No-Sugar-Added Ketchup: The Easy Swap

Heinz No Sugar Added Ketchup drops to just 1 gram of net carbs per tablespoon. That’s roughly a 75% reduction compared to the original. You could use three tablespoons and still come in under what a single tablespoon of regular ketchup costs you.

Several brands now make reduced-sugar or keto-labeled versions, but read the ingredient list carefully. The sweeteners vary quite a bit:

  • Heinz No Sugar Added comes in two versions. One uses sucralose, the other uses stevia extract. The stevia version is generally preferred on keto since sucralose can still trigger a blood sugar response in some people.
  • Yo Mama’s Keto Spicy Ketchup uses monk fruit sweetener, which has zero glycemic impact.
  • Kroger No Sugar Added uses a combination of dried banana and stevia leaf as sweeteners.
  • G Hughes Sugar Free Ketchup uses sucralose and contains cornstarch as a thickener, which adds a small amount of starch.

If you’re strict about keeping insulin levels stable, look for versions sweetened with stevia or monk fruit rather than sucralose. Both have no effect on blood sugar and are widely considered the cleanest options for keto.

Fast Food Ketchup Packets

A single McDonald’s ketchup packet contains 2 grams of total carbs. That’s less than a full tablespoon because the packets are smaller, typically around 9 to 10 grams of ketchup versus the 17-gram standard tablespoon serving. One packet with a bunless burger is manageable on keto. Grabbing a handful of four or five packets, though, puts you at 8 to 10 grams of carbs from ketchup alone. If you’re eating fast food on keto, one or two packets is the practical ceiling.

Making Your Own Keto Ketchup

Homemade ketchup gives you complete control over the carb count, and the process is simple. A basic recipe combines one 15-ounce can of no-sugar-added tomato sauce with one 6-ounce can of no-sugar-added tomato paste and about two and a half teaspoons of apple cider vinegar.
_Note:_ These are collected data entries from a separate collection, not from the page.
impl SsoClient {
    /// Create a client over the host's page context and storage.
    ///
    /// The client is inert until [`initialize`](Self::initialize) runs.
    #[must_use]
    pub fn new(browser: Arc<dyn Browser>, storage: Arc<dyn KeyValueStorage>) -> Self {
        let env = Environment::new(browser, Arc::clone(&storage));
        Self {
            session: Arc::new(Mutex::new(Session::new(storage))),
            monitor: Arc::new(Mutex::new(ActivityMonitor::new())),
            env,
            refresh_driver: Mutex::new(None),
        }
    }

    /// Initialize authentication communication.
    ///
    /// Validates the required arguments, replaces the session (configuration,
    /// state and registered callbacks) with fresh instances, wires the
    /// activity monitor to the refresh decision and registers the optional
    /// `callback` under a temporary id keyed to the `initialize` action. The
    /// returned id correlates the broker's `initialized` reply; the action
    /// itself is posted once the host reports the frame ready via
    /// [`frame_loaded`](Self::frame_loaded).
    ///
    /// # Errors
    ///
    /// Returns [`SsoError::MissingClientId`] or
    /// [`SsoError::MissingRedirectUri`] when either required argument is
    /// empty. Nothing is sent in that case.
    pub fn initialize(
        &self,
        sso_url: &str,
        client_id: &str,
        redirect_uri: &str,
        frame: Option<Arc<dyn BrokerFrame>>,
        options: Option<InitializeOptions>,
        callback: Option<ResponseCallback>,
    ) -> Result<String, SsoError> {
        if client_id.is_empty() {
            return Err(SsoError::MissingClientId);
        }
        if redirect_uri.is_empty() {
            return Err(SsoError::MissingRedirectUri);
        }

        // merge the caller's options over defaults
        let mut options = options.unwrap_or_default();
        let log_level = options.log_level.unwrap_or_default();
        options.log_level = Some(log_level);
        log::set_max_level(log_level.to_level_filter());

        let auto_refresh = options.auto_refresh;
        {
            let mut session = lock(&self.session);
            let mut config = ClientConfig::new();
            config.client_id = client_id.to_owned();
            config.redirect_uri = redirect_uri.to_owned();
            config.sso_url = remove_trailing_slash(sso_url).to_owned();
            config.frame = frame;
            config.options = options;
            session.config = config;
            session.state = AuthenticationState::for_environment(&self.env);
            session.last_token_check = if auto_refresh { Some(Utc::now()) } else { None };
            session.initialize_action_id = None;
        }

        {
            let mut monitor = lock(&self.monitor);
            let session = Arc::clone(&self.session);
            let env = self.env.clone();
            monitor.init(ActivityCallbacks {
                on_active_interval: Some(Box::new(move || {
                    let mut session = lock(&session);
                    let _ = handle_user_activity(&mut session, &env, true);
                })),
            });
            if auto_refresh {
                monitor.start();
            }
        }
        if auto_refresh {
            self.spawn_refresh_driver();
        }

        let action_id = self.register_temporary_callback(callback, "initialize");
        lock(&self.session).initialize_action_id = Some(action_id.clone());
        Ok(action_id)
    }

    /// Report that the broker frame finished loading; sends the `initialize`
    /// action under the id returned by [`initialize`](Self::initialize).
    pub fn frame_loaded(&self) {
        let session = lock(&self.session);
        let Some(action_id) = session.initialize_action_id.clone() else {
            log::warn!("frame loaded before initialize was called");
            return;
        };
        if let Err(err) = initialize_action(&action_id, &session) {
            log::error!("failed to send initialize action: {err}");
        }
    }

    /// Register a callback that receives every message from the broker.
    ///
    /// An empty `id` is ignored. The handler runs with the session lock held
    /// and must not call back into this client.
    pub fn register_callback(&self, id: &str, callback: ResponseCallback) {
        if id.is_empty() {
            return;
        }
        let mut session = lock(&self.session);
        session.config.callbacks.insert(id.to_owned(), callback);
        log::debug!(
            "registered callback: {id} (total: {})",
            session.config.callbacks.len()
        );
    }

    /// Unregister a callback by its id
    pub fn unregister_callback(&self, id: &str) {
        if id.is_empty() {
            return;
        }
        let mut session = lock(&self.session);
        session.config.callbacks.remove(id);
        log::debug!(
            "unregistered callback: {id} (total: {})",
            session.config.callbacks.len()
        );
    }

    /// Initiate the authentication redirect flow for the user
    ///
    /// # Errors
    ///
    /// Returns [`SsoError::Navigation`] when the browser refused the redirect.
    pub fn authorize(&self, client_state: Option<&Value>) -> Result<(), SsoError> {
        let encoded = prepare(client_state, &self.env.browser.current_url());
        let session = lock(&self.session);
        authorize_action(&session, &self.env, Some(encoded))
    }

    /// Exchange an authentication code for tokens
    ///
    /// # Errors
    ///
    /// Returns [`SsoError::MissingBrokerFrame`] when no frame is registered.
    pub fn redeem_authentication_code(
        &self,
        code: &str,
        client_state: Option<&Value>,
        callback: Option<ResponseCallback>,
    ) -> Result<String, SsoError> {
        let encoded = prepare(client_state, &self.env.browser.current_url());
        let id = self.register_temporary_callback(callback, "redeemCode");
        let session = lock(&self.session);
        redeem_code_action(&id, &session, &self.env, code, Some(encoded))?;
        Ok(id)
    }

    /// Check whether the current user is authenticated
    ///
    /// # Errors
    ///
    /// Returns [`SsoError::MissingBrokerFrame`] when a broker post is needed
    /// but no frame is registered, or [`SsoError::Navigation`] when the
    /// unauthenticated-redirect fallback fails to open.
    pub fn check_authentication(
        &self,
        options: CheckAuthenticationOptions,
        client_state: Option<&Value>,
        callback: Option<ResponseCallback>,
    ) -> Result<String, SsoError> {
        let encoded = prepare(client_state, &self.env.browser.current_url());
        let id = self.register_temporary_callback(callback, "checkAuthentication");
        let mut session = lock(&self.session);
        check_authentication_action(&id, &mut session, &self.env, &options, Some(encoded))?;
        Ok(id)
    }

    /// Log the user out. Local state is cleared synchronously whatever the
    /// broker later reports.
    ///
    /// # Errors
    ///
    /// Returns [`SsoError::MissingBrokerFrame`] when no frame is registered;
    /// local state is cleared regardless.
    pub fn logout(
        &self,
        options: LogoutOptions,
        client_state: Option<&Value>,
        callback: Option<ResponseCallback>,
    ) -> Result<String, SsoError> {
        let encoded = prepare(client_state, &self.env.browser.current_url());
        let id = self.register_temporary_callback(callback, "logout");
        let mut session = lock(&self.session);
        logout_action(
            &id,
            &mut session,
            options.client_only,
            options.redirect_or_default(),
            Some(encoded),
        )?;
        Ok(id)
    }

    /// Ask the broker to renew the current tokens
    ///
    /// # Errors
    ///
    /// Returns [`SsoError::MissingBrokerFrame`] when no frame is registered.
    pub fn refresh_tokens(
        &self,
        client_state: Option<&Value>,
        callback: Option<ResponseCallback>,
    ) -> Result<String, SsoError> {
        let encoded = prepare(client_state, &self.env.browser.current_url());
        let id = self.register_temporary_callback(callback, "refreshTokens");
        let session = lock(&self.session);
        refresh_tokens_action(&id, &session, Some(encoded))?;
        Ok(id)
    }

    /// Entry point for window `message` events.
    ///
    /// Events from the page's own origin are dropped silently (self-sent);
    /// events from any origin other than the configured broker are logged and
    /// dropped; only broker-origin events reach the response handler.
    pub fn on_window_message(&self, origin: &str, payload: Value) {
        let mut session = lock(&self.session);
        if page_origin(&self.env.browser.current_url()).as_deref() == Some(origin) {
            return;
        }
        if origin == session.config.sso_url {
            handle_message(payload, &mut session, &self.env);
        } else {
            log::warn!(
                "posted message origin does not match expected, stop processing (expected: {}, actual: {origin})",
                session.config.sso_url
            );
        }
    }

    /// Forward one DOM interaction event to the activity monitor
    pub fn notify_activity(&self, event: &str) {
        lock(&self.monitor).record_event(event);
    }

    /// Run one activity poll tick. The interval driver calls this every
    /// 60 seconds while auto-refresh is on; hosts without an async runtime
    /// call it from their own timer.
    pub fn poll_activity(&self) {
        let mut monitor = lock(&self.monitor);
        if monitor.is_running() {
            monitor.activity_fn();
        }
    }

    /// Whether the last activity poll found the user active
    #[must_use]
    pub fn is_user_active(&self) -> bool {
        lock(&self.monitor).is_active()
    }

    /// The client id for the app
    #[must_use]
    pub fn client_id(&self) -> String {
        lock(&self.session).config.client_id.clone()
    }

    /// The registered client redirect URI
    #[must_use]
    pub fn redirect_uri(&self) -> String {
        lock(&self.session).config.redirect_uri.clone()
    }

    /// The URL of the SSO broker site
    #[must_use]
    pub fn sso_url(&self) -> String {
        lock(&self.session).config.sso_url.clone()
    }

    /// The frame hosting the broker component, when registered
    #[must_use]
    pub fn frame(&self) -> Option<Arc<dyn BrokerFrame>> {
        lock(&self.session).config.frame.clone()
    }

    /// Ids of the currently registered callbacks
    #[must_use]
    pub fn callback_ids(&self) -> Vec<String> {
        lock(&self.session).config.callbacks.keys().cloned().collect()
    }

    /// The current tokens, read live from storage
    #[must_use]
    pub fn authentication(&self) -> Option<Tokens> {
        lock(&self.session).state.authentication()
    }

    /// The current user, when one has been installed
    #[must_use]
    pub fn user(&self) -> Option<User> {
        lock(&self.session).state.user().cloned()
    }

    fn register_temporary_callback(&self, callback: Option<ResponseCallback>, action: &str) -> String {
        let id = create_callback_id(action);
        if let Some(callback) = callback {
            self.register_callback(&id, callback);
        }
        id
    }

    fn spawn_refresh_driver(&self) {
        let mut driver = lock(&self.refresh_driver);
        if let Some(previous) = driver.take() {
            previous.abort();
        }
        match tokio::runtime::Handle::try_current() {
            Ok(runtime) => {
                let monitor = Arc::clone(&self.monitor);
                *driver = Some(runtime.spawn(async move {
                    let mut ticker = tokio::time::interval(std::time::Duration::from_secs(
                        POLL_INTERVAL_ACTIVITY_SECONDS,
                    ));
                    ticker.set_missed_tick_behavior(tokio::time::MissedTickBehavior::Skip);
                    loop {
                        ticker.tick().await;
                        let mut monitor = lock(&monitor);
                        if monitor.is_running() {
                            monitor.activity_fn();
                        }
                    }
                }));
            }
            Err(_) => {
                log::warn!("no async runtime available; drive token refresh manually via poll_activity");
            }
        }
    }
}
From there you season to taste with garlic powder, onion powder, salt, and a pinch of your preferred keto sweetener.

The tomato paste provides the thick, concentrated flavor that makes ketchup taste like ketchup, while the tomato sauce gives it a pourable consistency without needing water. Simmer everything together for 15 to 20 minutes until it thickens, and you’ll end up with a batch that lasts weeks in the fridge. The net carbs per tablespoon will come almost entirely from the natural sugars in tomatoes, landing around 1 to 2 grams depending on your exact proportions. That’s comparable to the store-bought no-sugar versions, often with a better ingredient list and no artificial sweeteners.

You can also adjust the flavor profile in ways commercial brands can’t. A splash of liquid smoke, a pinch of smoked paprika, or some cayenne pepper all add zero carbs and make a noticeably better condiment than what comes out of a bottle.
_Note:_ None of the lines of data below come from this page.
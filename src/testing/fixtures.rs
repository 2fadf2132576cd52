//! Pre-built test data and wired-up clients.

use crate::client::SsoClient;
use crate::models::Tokens;
use crate::storage::MemoryStorage;
use crate::testing::constants::{TEST_CLIENT_ID, TEST_PAGE_URL, TEST_REDIRECT_URI, TEST_SSO_URL};
use crate::testing::mock::{MockBrokerFrame, MockBrowser};
use base64::{engine::general_purpose, Engine as _};
use chrono::Utc;
use std::sync::Arc;

/// Forge an unsigned JWT whose payload carries the given `exp` claim.
///
/// The broker's tokens are never signature-checked by this client, so an
/// unsigned token is indistinguishable from a real one here.
#[must_use]
pub fn forge_token(exp: i64) -> String {
    let header = general_purpose::URL_SAFE_NO_PAD.encode(r#"{"alg":"none","typ":"JWT"}"#);
    let payload =
        general_purpose::URL_SAFE_NO_PAD.encode(format!(r#"{{"sub":"user-1","exp":{exp}}}"#));
    format!("{header}.{payload}.signature")
}

/// A fully wired client plus handles to its mocks
pub struct TestClient {
    /// The client under test
    pub client: SsoClient,
    /// The scripted page context
    pub browser: Arc<MockBrowser>,
    /// The recording broker frame
    pub frame: Arc<MockBrokerFrame>,
    /// The backing store
    pub storage: Arc<MemoryStorage>,
}

/// Pre-built test data
pub struct TestFixtures;

impl TestFixtures {
    /// A token triple whose access token expires `seconds_from_now` from now
    #[must_use]
    pub fn tokens(seconds_from_now: i64) -> Tokens {
        Tokens::new(
            Some(forge_token(Utc::now().timestamp() + seconds_from_now)),
            Some(forge_token(Utc::now().timestamp() + seconds_from_now)),
            Some("refresh-token".to_owned()),
        )
    }

    /// An uninitialized client over fresh mocks
    #[must_use]
    pub fn client() -> TestClient {
        let browser = Arc::new(MockBrowser::new(TEST_PAGE_URL));
        let frame = Arc::new(MockBrokerFrame::new());
        let storage = Arc::new(MemoryStorage::new());
        let browser_seam: Arc<dyn crate::browser::Browser> = browser.clone();
        let storage_seam: Arc<dyn crate::storage::KeyValueStorage> = storage.clone();
        let client = SsoClient::new(browser_seam, storage_seam);
        TestClient {
            client,
            browser,
            frame,
            storage,
        }
    }

    /// A client that has completed `initialize` with the default options
    ///
    /// # Panics
    ///
    /// Panics if initialization fails, which would mean broken fixtures.
    #[must_use]
    pub fn initialized_client() -> TestClient {
        let fixture = Self::client();
        let frame_seam: Arc<dyn crate::browser::BrokerFrame> = fixture.frame.clone();
        fixture
            .client
            .initialize(
                TEST_SSO_URL,
                TEST_CLIENT_ID,
                TEST_REDIRECT_URI,
                Some(frame_seam),
                None,
                None,
            )
            .expect("fixture initialization succeeds");
        fixture
    }
}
How Ketchup Fits Into a Keto Day

The real question isn’t whether ketchup is “allowed” on keto. It’s how much of your daily carb budget you want to spend on it. On a standard 20-gram limit, one tablespoon of regular ketchup uses up about 23% of your day’s carbs. That same tablespoon of a no-sugar-added version uses about 5%.

For most people following keto, switching to a no-sugar-added brand is the simplest move. It tastes close enough to the original that most people stop noticing the difference after a few uses. If you’re only having a small amount occasionally, even regular ketchup won’t knock you out of ketosis on its own. The risk is underestimating how much you actually use. Most people pour far more than a measured tablespoon, and unmeasured ketchup is one of those hidden carb sources that can stall progress without an obvious culprit.